4.8-ck6 patchset:
http://ck.kolivas.org/patches/4.0/4.8/4.8-ck6/
MuQSS by itself for 4.8:
4.8-sched-MuQSS_135.patch
MuQSS by itself for 4.7:
4.7-sched-MuQSS_135.patch
Git tree:
https://github.com/ckolivas/linux
A week has passed since the last major update to BFS and -ck was posted, allowing me to concentrate on receiving and responding to any bug reports. As it turns out, there were very few apart from the recurring local_softirq_pending warning/stalls. This is nice because it means MuQSS is mostly ~stable now. Mainline has even had more "stable" releases in the same time as MuQSS for 4.8, moving to 4.8.6 in the interim.
In this version I've added aggressive handling of pending softirqs in the hope the warnings and stalls all go away. The true reason the handling of softirqs are being dropped still escapes me but is likely related to the fact that MuQSS does a lot of lockless rescheduling across CPUs to decrease overhead but this does not give guarantees that locking would.

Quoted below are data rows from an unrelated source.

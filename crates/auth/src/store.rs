//! User store capability traits.
//!
//! The auth service talks to the relational store through [`UserStore`] and
//! [`UserTxn`] so it can be tested against in-memory fakes. The production
//! implementation lives in [`postgres`].
//!
//! A [`UserTxn`] is a scoped resource: every mutating flow acquires one,
//! and either [`commit`](UserTxn::commit) or [`rollback`](UserTxn::rollback)
//! consumes it. Dropping an uncommitted transaction rolls back, so no early
//! return can leak an open transaction.

pub mod postgres;

use async_trait::async_trait;
use blue_papaya_core::Email;
use chrono::{DateTime, Utc};
use thiserror::Error;

use crate::models::User;

/// Errors from the user store.
#[derive(Debug, Error)]
pub enum StoreError {
    /// Database error from sqlx.
    #[error("database error: {0}")]
    Database(#[from] sqlx::Error),

    /// Data in the database is corrupted or invalid.
    #[error("data corruption: {0}")]
    DataCorruption(String),

    /// Requested entity was not found.
    #[error("not found")]
    NotFound,

    /// Constraint violation (e.g., unique name or email).
    #[error("constraint violation: {0}")]
    Conflict(String),

    /// The store is unreachable or refused the operation.
    ///
    /// Production code maps driver failures through [`StoreError::Database`];
    /// this variant exists so test fakes can inject failures without
    /// constructing driver errors.
    #[error("store unavailable: {0}")]
    Unavailable(String),
}

/// Point queries and transaction entry for user records.
#[async_trait]
pub trait UserStore: Send + Sync {
    /// Whether a user with this name exists.
    async fn name_exists(&self, name: &str) -> Result<bool, StoreError>;

    /// Whether a user with this email exists.
    async fn email_exists(&self, email: &Email) -> Result<bool, StoreError>;

    /// Look up a user by email.
    async fn find_by_email(&self, email: &Email) -> Result<Option<User>, StoreError>;

    /// Open a transaction scope.
    async fn begin(&self) -> Result<Box<dyn UserTxn>, StoreError>;
}

/// Mutations inside one transaction scope.
#[async_trait]
pub trait UserTxn: Send {
    /// Insert a fully-populated user row.
    ///
    /// Fails with [`StoreError::Conflict`] if the name or email is taken.
    async fn insert_user(&mut self, user: &User) -> Result<(), StoreError>;

    /// Reassert the user's last-used provider, provider ID, and timestamp.
    async fn update_sign_in(
        &mut self,
        user_id: blue_papaya_core::UserId,
        provider: blue_papaya_core::AuthProvider,
        provider_id: Option<&str>,
        now: DateTime<Utc>,
    ) -> Result<(), StoreError>;

    /// Commit the transaction, consuming it.
    async fn commit(self: Box<Self>) -> Result<(), StoreError>;

    /// Roll the transaction back explicitly, consuming it.
    ///
    /// Dropping an uncommitted transaction has the same effect; this method
    /// exists for the paths that want to surface a rollback failure.
    async fn rollback(self: Box<Self>) -> Result<(), StoreError>;
}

Additionally, I've added a number of APIs to the kernel to do specified millisecond schedule timeouts which use the highres timers which are mandatory now for MuQSS. The reason for doing this is there are many timeouts in the kernel that specify values below 10ms and the timer resolution at 100Hz only guarantees timeouts under 20ms.
I've also added a code sweep across the entire kernel looking for timeout calls under 50ms and use the new interface in its place. Additionally there are numerous places where schedule_timeout(1) are used in the kernel where a "minimum timeout" is expected, yet this is entirely Hz dependent, again being up to 20ms in duration. I've replaced all these with a 1ms timeout, emulating what would happen on a 1000Hz kernel, but without the overhead of running the higher Hz kernel. I'm not entirely sure this will equate to any real world improvements but the fact it's used in things like audio drivers worries me that it might.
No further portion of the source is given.